(Dataset entries)
◇ ◇ ◇
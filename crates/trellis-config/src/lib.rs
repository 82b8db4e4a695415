//! Shared configuration for trellis tools.
//!
//! TOML model definitions layered with environment overrides, and their
//! resolution into compiled `trellis_api::ResourceDef`s. A model may
//! `extends` another; chains are followed root-first so every derived
//! definition composes its parent's tables.

use std::collections::BTreeMap;
use std::path::{Path, PathBuf};
use std::time::Duration;

use directories::ProjectDirs;
use figment::{
    Figment,
    providers::{Env, Format, Serialized, Toml},
};
use secrecy::SecretString;
use serde::{Deserialize, Serialize};
use serde_json::{Map, Value};
use thiserror::Error;
use tracing::debug;
use url::Url;

use trellis_api::{HandlerSet, ResourceDef, RouteTarget, TlsMode, TransportConfig};

// ── Error ───────────────────────────────────────────────────────────

#[derive(Debug, Error)]
pub enum ConfigError {
    #[error("invalid {field}: {reason}")]
    Validation { field: String, reason: String },

    #[error("no model named '{name}' is configured")]
    UnknownModel { name: String },

    #[error("model inheritance cycle: {chain}")]
    InheritanceCycle { chain: String },

    #[error("invalid definition for model '{model}': {source}")]
    Definition {
        model: String,
        #[source]
        source: trellis_api::Error,
    },

    #[error("failed to serialize config: {0}")]
    Serialization(#[from] toml::ser::Error),

    #[error("config loading failed: {0}")]
    Figment(Box<figment::Error>),

    #[error("IO error: {0}")]
    Io(#[from] std::io::Error),
}

impl From<figment::Error> for ConfigError {
    fn from(err: figment::Error) -> Self {
        Self::Figment(Box::new(err))
    }
}

// ── TOML config structs ─────────────────────────────────────────────

/// Top-level TOML configuration.
#[derive(Debug, Default, Deserialize, Serialize)]
pub struct Config {
    /// Global defaults.
    #[serde(default)]
    pub defaults: Defaults,

    /// Named model definitions.
    #[serde(default)]
    pub models: BTreeMap<String, ModelConfig>,
}

#[derive(Debug, Deserialize, Serialize)]
pub struct Defaults {
    /// Server origin that root URIs are resolved against.
    pub origin: Option<String>,

    #[serde(default = "default_timeout_ms")]
    pub timeout_ms: u64,

    #[serde(default)]
    pub insecure: bool,

    /// Path to a custom CA certificate.
    pub ca_cert: Option<PathBuf>,

    /// Bearer token (plaintext; prefer `TRELLIS_DEFAULTS__TOKEN`).
    pub token: Option<String>,

    #[serde(default = "default_output")]
    pub output: String,
}

impl Default for Defaults {
    fn default() -> Self {
        Self {
            origin: None,
            timeout_ms: default_timeout_ms(),
            insecure: false,
            ca_cert: None,
            token: None,
            output: default_output(),
        }
    }
}

fn default_timeout_ms() -> u64 {
    30_000
}
fn default_output() -> String {
    "json".into()
}

/// One server-backed model.
#[derive(Debug, Clone, Default, Deserialize, Serialize)]
pub struct ModelConfig {
    /// Prefix for every route URI (e.g., "/api/").
    pub root_uri: Option<String>,

    pub timeout_ms: Option<u64>,

    /// Name of the parent model.
    pub extends: Option<String>,

    /// Attributes sent to the server. Omitted means "all".
    pub server_properties: Option<Vec<String>>,

    /// `"VERB path"` / `"CRUD path"` to a method name or
    /// `{ fn = "name", ..options }`.
    #[serde(default)]
    pub routes: BTreeMap<String, Value>,

    /// Response parsers, matched in order.
    #[serde(default)]
    pub parsers: Vec<ParserConfig>,

    /// Keys filled into object responses that lack them.
    #[serde(default)]
    pub response_defaults: Map<String, Value>,
}

#[derive(Debug, Clone, Deserialize, Serialize)]
pub struct ParserConfig {
    /// `"VERB path"`, `"#verb#path"`, or a bare path.
    pub route: String,
    /// Name of a registered response handler.
    pub handler: String,
}

// ── Config file path ────────────────────────────────────────────────

/// Resolve the config file path via XDG / platform conventions.
pub fn config_path() -> PathBuf {
    ProjectDirs::from("dev", "trellis", "trellis").map_or_else(
        || {
            let mut p = dirs_fallback();
            p.push("config.toml");
            p
        },
        |dirs| dirs.config_dir().join("config.toml"),
    )
}

fn dirs_fallback() -> PathBuf {
    let mut p = PathBuf::from(std::env::var("HOME").unwrap_or_else(|_| ".".into()));
    p.push(".config");
    p.push("trellis");
    p
}

// ── Config loading ──────────────────────────────────────────────────

/// Load the full Config from the canonical path + environment.
pub fn load_config() -> Result<Config, ConfigError> {
    load_config_from(&config_path())
}

/// Load from `path` + environment. A missing file yields the defaults
/// (still subject to environment overrides).
pub fn load_config_from(path: &Path) -> Result<Config, ConfigError> {
    debug!(path = %path.display(), "loading config");
    let figment = Figment::new()
        .merge(Serialized::defaults(Config::default()))
        .merge(Toml::file(path))
        .merge(Env::prefixed("TRELLIS_").split("__"));

    let config: Config = figment.extract()?;
    Ok(config)
}

// ── Config saving ───────────────────────────────────────────────────

/// Serialize config to TOML and write it to `path`, creating parent
/// directories as needed.
pub fn save_config(cfg: &Config, path: &Path) -> Result<(), ConfigError> {
    if let Some(parent) = path.parent() {
        std::fs::create_dir_all(parent)?;
    }
    let toml_str = toml::to_string_pretty(cfg)?;
    std::fs::write(path, toml_str)?;
    Ok(())
}

// ── Model resolution ────────────────────────────────────────────────

impl Config {
    pub fn model_names(&self) -> impl Iterator<Item = &str> {
        self.models.keys().map(String::as_str)
    }

    pub fn model(&self, name: &str) -> Result<&ModelConfig, ConfigError> {
        self.models.get(name).ok_or_else(|| ConfigError::UnknownModel {
            name: name.into(),
        })
    }

    /// `name` followed by its ancestors, nearest first.
    pub fn inheritance_chain(&self, name: &str) -> Result<Vec<String>, ConfigError> {
        let mut chain = vec![name.to_owned()];
        let mut current = self.model(name)?;
        while let Some(parent) = current.extends.as_deref() {
            if chain.iter().any(|seen| seen == parent) {
                chain.push(parent.to_owned());
                return Err(ConfigError::InheritanceCycle {
                    chain: chain.join(" -> "),
                });
            }
            chain.push(parent.to_owned());
            current = self.model(parent)?;
        }
        Ok(chain)
    }

    /// Compile model `name`, composing every ancestor root-first.
    /// Parser handler names resolve against `handlers`.
    pub fn resolve_model(
        &self,
        name: &str,
        handlers: &HandlerSet,
    ) -> Result<ResourceDef, ConfigError> {
        let chain = self.inheritance_chain(name)?;
        let mut parent: Option<ResourceDef> = None;

        for model_name in chain.iter().rev() {
            let model = self.model(model_name)?;
            let mut builder = ResourceDef::builder(model_name.as_str());
            match parent {
                Some(ref p) => builder = builder.extends(p),
                None if model.timeout_ms.is_none() => {
                    builder = builder.timeout_ms(self.defaults.timeout_ms);
                }
                None => {}
            }
            let def = model
                .apply(builder)?
                .build(handlers)
                .map_err(|source| ConfigError::Definition {
                    model: model_name.clone(),
                    source,
                })?;
            parent = Some(def);
        }

        parent.ok_or_else(|| ConfigError::UnknownModel { name: name.into() })
    }

    /// Transport settings derived from the defaults section.
    pub fn transport_config(&self) -> TransportConfig {
        let defaults = &self.defaults;
        let tls = if defaults.insecure {
            TlsMode::DangerAcceptInvalid
        } else if let Some(ref ca_path) = defaults.ca_cert {
            TlsMode::CustomCa(ca_path.clone())
        } else {
            TlsMode::System
        };

        TransportConfig {
            tls,
            timeout: Duration::from_millis(defaults.timeout_ms),
            token: defaults.token.clone().map(SecretString::from),
            ..TransportConfig::default()
        }
    }

    /// The configured origin, parsed.
    pub fn origin(&self) -> Result<Url, ConfigError> {
        let raw = self
            .defaults
            .origin
            .as_deref()
            .ok_or_else(|| ConfigError::Validation {
                field: "origin".into(),
                reason: "no origin configured (set defaults.origin or pass --origin)".into(),
            })?;
        raw.parse().map_err(|_| ConfigError::Validation {
            field: "origin".into(),
            reason: format!("invalid URL: {raw}"),
        })
    }
}

impl ModelConfig {
    /// Feed this model's declarations into `builder`.
    pub fn apply(
        &self,
        mut builder: trellis_api::ResourceDefBuilder,
    ) -> Result<trellis_api::ResourceDefBuilder, ConfigError> {
        if let Some(ref root_uri) = self.root_uri {
            builder = builder.root_uri(root_uri.as_str());
        }
        if let Some(ms) = self.timeout_ms {
            builder = builder.timeout_ms(ms);
        }
        if let Some(ref names) = self.server_properties {
            builder = builder.server_properties(names.iter().cloned());
        }
        for (key, value) in &self.routes {
            let target = RouteTarget::from_value(key, value).map_err(|e| ConfigError::Validation {
                field: format!("routes.\"{key}\""),
                reason: e.to_string(),
            })?;
            builder = builder.route(key.as_str(), target);
        }
        for parser in &self.parsers {
            builder = builder.parser(parser.route.as_str(), parser.handler.as_str());
        }
        for (key, value) in &self.response_defaults {
            builder = builder.response_default(key.as_str(), value.clone());
        }
        Ok(builder)
    }
}
//! CLI error types with miette diagnostics.
//!
//! Maps `CoreError` and `ConfigError` into user-facing errors with
//! actionable help text and stable exit codes.

use miette::Diagnostic;
use thiserror::Error;

use trellis_config::ConfigError;
use trellis_core::CoreError;

pub mod exit_code {
    pub const GENERAL: i32 = 1;
    pub const USAGE: i32 = 2;
    pub const NOT_FOUND: i32 = 4;
    pub const REJECTED: i32 = 6;
    pub const CONNECTION: i32 = 7;
    pub const TIMEOUT: i32 = 8;
}

#[derive(Debug, Error, Diagnostic)]
pub enum CliError {
    // ── Config ───────────────────────────────────────────────────────
    #[error("Model '{name}' is not defined")]
    #[diagnostic(
        code(trellis::unknown_model),
        help("Configured models: {available}\nSee: trellis config show")
    )]
    UnknownModel { name: String, available: String },

    #[error("Model '{model}' has no method '{method}'")]
    #[diagnostic(
        code(trellis::unknown_method),
        help("List the generated methods with: trellis routes {model}")
    )]
    UnknownMethod { model: String, method: String },

    #[error("Invalid definition: {message}")]
    #[diagnostic(
        code(trellis::definition),
        help("Check the model's routes and parsers in the config file.")
    )]
    Definition { message: String },

    #[error("Invalid {field}: {reason}")]
    #[diagnostic(code(trellis::validation))]
    Validation { field: String, reason: String },

    #[error("Config file already exists at {path}")]
    #[diagnostic(
        code(trellis::config_exists),
        help("Pass --force to overwrite it.")
    )]
    ConfigExists { path: String },

    #[error("Failed to load config: {message}")]
    #[diagnostic(code(trellis::config))]
    Config { message: String },

    // ── Requests ─────────────────────────────────────────────────────
    #[error("Request rejected (HTTP {status})")]
    #[diagnostic(code(trellis::rejected), help("Server response: {payload}"))]
    Rejected { status: u16, payload: String },

    #[error("API error: {message}")]
    #[diagnostic(code(trellis::api))]
    Api {
        message: String,
        status: Option<u16>,
    },

    #[error("Could not connect to {url}")]
    #[diagnostic(
        code(trellis::connection_failed),
        help(
            "Check that the server is running and the origin is correct.\n\
             Reason: {reason}\n\
             Self-signed certificate? Try --insecure (-k)."
        )
    )]
    ConnectionFailed { url: String, reason: String },

    #[error("Request timed out after {timeout_ms}ms")]
    #[diagnostic(
        code(trellis::timeout),
        help("Raise the limit with --timeout <MS> or the model's timeout_ms.")
    )]
    Timeout { timeout_ms: u64 },

    // ── Local ────────────────────────────────────────────────────────
    #[error("Failed to render output: {message}")]
    #[diagnostic(code(trellis::output))]
    Output { message: String },

    #[error(transparent)]
    #[diagnostic(code(trellis::io))]
    Io(#[from] std::io::Error),
}

impl CliError {
    pub fn exit_code(&self) -> i32 {
        match self {
            Self::UnknownModel { .. } | Self::UnknownMethod { .. } => exit_code::NOT_FOUND,
            Self::Api {
                status: Some(404), ..
            } => exit_code::NOT_FOUND,
            Self::Validation { .. } | Self::ConfigExists { .. } => exit_code::USAGE,
            Self::Rejected { .. } => exit_code::REJECTED,
            Self::ConnectionFailed { .. } => exit_code::CONNECTION,
            Self::Timeout { .. } => exit_code::TIMEOUT,
            _ => exit_code::GENERAL,
        }
    }
}

// ── CoreError → CliError mapping ─────────────────────────────────────

impl From<CoreError> for CliError {
    fn from(err: CoreError) -> Self {
        match err {
            CoreError::Rejected { payload, status } => Self::Rejected {
                status,
                payload: serde_json::to_string(&payload).unwrap_or_else(|_| payload.to_string()),
            },
            CoreError::Timeout { timeout_ms } => Self::Timeout { timeout_ms },
            CoreError::ConnectionFailed { url, reason } => Self::ConnectionFailed { url, reason },
            CoreError::Api { message, status } => Self::Api { message, status },
            CoreError::Validation { .. } => Self::Validation {
                field: "input".into(),
                reason: err.to_string(),
            },
            other => Self::Definition {
                message: other.to_string(),
            },
        }
    }
}

// ── ConfigError → CliError mapping ───────────────────────────────────

impl From<ConfigError> for CliError {
    fn from(err: ConfigError) -> Self {
        match err {
            ConfigError::UnknownModel { name } => Self::UnknownModel {
                name,
                available: "(none)".into(),
            },
            ConfigError::Validation { field, reason } => Self::Validation { field, reason },
            ConfigError::Definition { model, source } => Self::Definition {
                message: format!("model '{model}': {source}"),
            },
            ConfigError::InheritanceCycle { .. } => Self::Definition {
                message: err.to_string(),
            },
            ConfigError::Io(e) => Self::Io(e),
            other => Self::Config {
                message: other.to_string(),
            },
        }
    }
}
#![allow(clippy::unwrap_used)]
// Integration tests for loading config files and resolving models.

use std::time::Duration;

use pretty_assertions::assert_eq;
use serde_json::json;
use tempfile::TempDir;

use trellis_api::{HandlerSet, RequestOptions, Verb};
use trellis_config::{Config, ConfigError, load_config_from, save_config};

const SAMPLE: &str = r#"
[defaults]
origin = "http://localhost:4000"
timeout_ms = 2000

[models.base]
root_uri = "/api/"
server_properties = ["name"]
response_defaults = { ok = true }

[[models.base.parsers]]
route = "GET document/:id"
handler = "identity"

[models.document]
extends = "base"
timeout_ms = 750

[models.document.routes]
"CRUD document" = "Document"
"GET document/:id/history" = { fn = "requestHistory", json_body = true }

[[models.document.parsers]]
route = "GET document/:id"
handler = "data"

[[models.document.parsers]]
route = "document/*rest"
handler = "identity"
"#;

fn write_config(contents: &str) -> (TempDir, Config) {
    let dir = TempDir::new().unwrap();
    let path = dir.path().join("config.toml");
    std::fs::write(&path, contents).unwrap();
    let cfg = load_config_from(&path).unwrap();
    (dir, cfg)
}

#[test]
fn test_missing_file_loads_defaults() {
    let dir = TempDir::new().unwrap();
    let cfg = load_config_from(&dir.path().join("absent.toml")).unwrap();
    assert!(cfg.models.is_empty());
    assert_eq!(cfg.defaults.timeout_ms, 30_000);
}

#[test]
fn test_derived_model_composes_its_parent() {
    let (_dir, cfg) = write_config(SAMPLE);
    let def = cfg
        .resolve_model("document", &HandlerSet::with_builtins())
        .unwrap();

    assert_eq!(def.name(), "document");
    assert_eq!(def.root_uri(), "/api/");
    assert_eq!(def.timeout(), Duration::from_millis(750));
    assert_eq!(def.server_properties(), ["name".to_owned()]);
    assert_eq!(def.response_defaults()["ok"], json!(true));

    let methods: Vec<&str> = def.routes().method_names().collect();
    for expected in [
        "requestCreateDocument",
        "requestOneDocument",
        "requestUpdateDocument",
        "requestDeleteDocument",
        "requestHistory",
    ] {
        assert!(methods.contains(&expected), "missing {expected}");
    }

    let history = def.routes().get("requestHistory").unwrap();
    assert_eq!(history.verb(), Verb::Get);
    assert_eq!(
        history.static_options(),
        &RequestOptions::default().json_body(true)
    );

    let parsers: Vec<(Option<Verb>, &str)> = def
        .parsers()
        .entries()
        .iter()
        .map(|e| (e.verb(), e.source()))
        .collect();
    assert_eq!(
        parsers,
        vec![
            (Some(Verb::Get), "document/:id"),
            (None, "document/*rest"),
            (Some(Verb::Get), "document/:id"),
        ]
    );
}

#[test]
fn test_root_model_takes_the_default_timeout() {
    let (_dir, cfg) = write_config(SAMPLE);
    let base = cfg.resolve_model("base", &HandlerSet::with_builtins()).unwrap();
    assert_eq!(base.timeout(), Duration::from_secs(2));
}

#[test]
fn test_unknown_parser_handler_is_a_definition_error() {
    let (_dir, cfg) = write_config(
        r#"
        [[models.a.parsers]]
        route = "GET a"
        handler = "nope"
        "#,
    );
    let err = cfg.resolve_model("a", &HandlerSet::with_builtins()).unwrap_err();
    assert!(
        matches!(err, ConfigError::Definition { ref model, .. } if model == "a"),
        "got {err:?}"
    );
}

#[test]
fn test_unknown_model() {
    let (_dir, cfg) = write_config(SAMPLE);
    assert!(matches!(
        cfg.resolve_model("widget", &HandlerSet::new()),
        Err(ConfigError::UnknownModel { .. })
    ));
}

#[test]
fn test_saved_config_loads_back() {
    let (_dir, cfg) = write_config(SAMPLE);
    let out = TempDir::new().unwrap();
    let path = out.path().join("nested").join("config.toml");

    save_config(&cfg, &path).unwrap();
    let reloaded = load_config_from(&path).unwrap();

    assert_eq!(
        reloaded.model_names().collect::<Vec<_>>(),
        vec!["base", "document"]
    );
    assert_eq!(
        reloaded.models["document"].parsers.len(),
        cfg.models["document"].parsers.len()
    );
}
◇ ◇ ◇
**WHAT TO PRODUCE:** Using the records above, copy word for word the line with "if let Some(ms)", the line with "for (key, value) in &self.response_defaults", and every line between them.

**EXPECTED OUTPUT:**
        if let Some(ms) = self.timeout_ms {
            builder = builder.timeout_ms(ms);
        }
        if let Some(ref names) = self.server_properties {
            builder = builder.server_properties(names.iter().cloned());
        }
        for (key, value) in &self.routes {
            let target = RouteTarget::from_value(key, value).map_err(|e| ConfigError::Validation {
                field: format!("routes.\"{key}\""),
                reason: e.to_string(),
            })?;
            builder = builder.route(key.as_str(), target);
        }
        for parser in &self.parsers {
            builder = builder.parser(parser.route.as_str(), parser.handler.as_str());
        }
        for (key, value) in &self.response_defaults {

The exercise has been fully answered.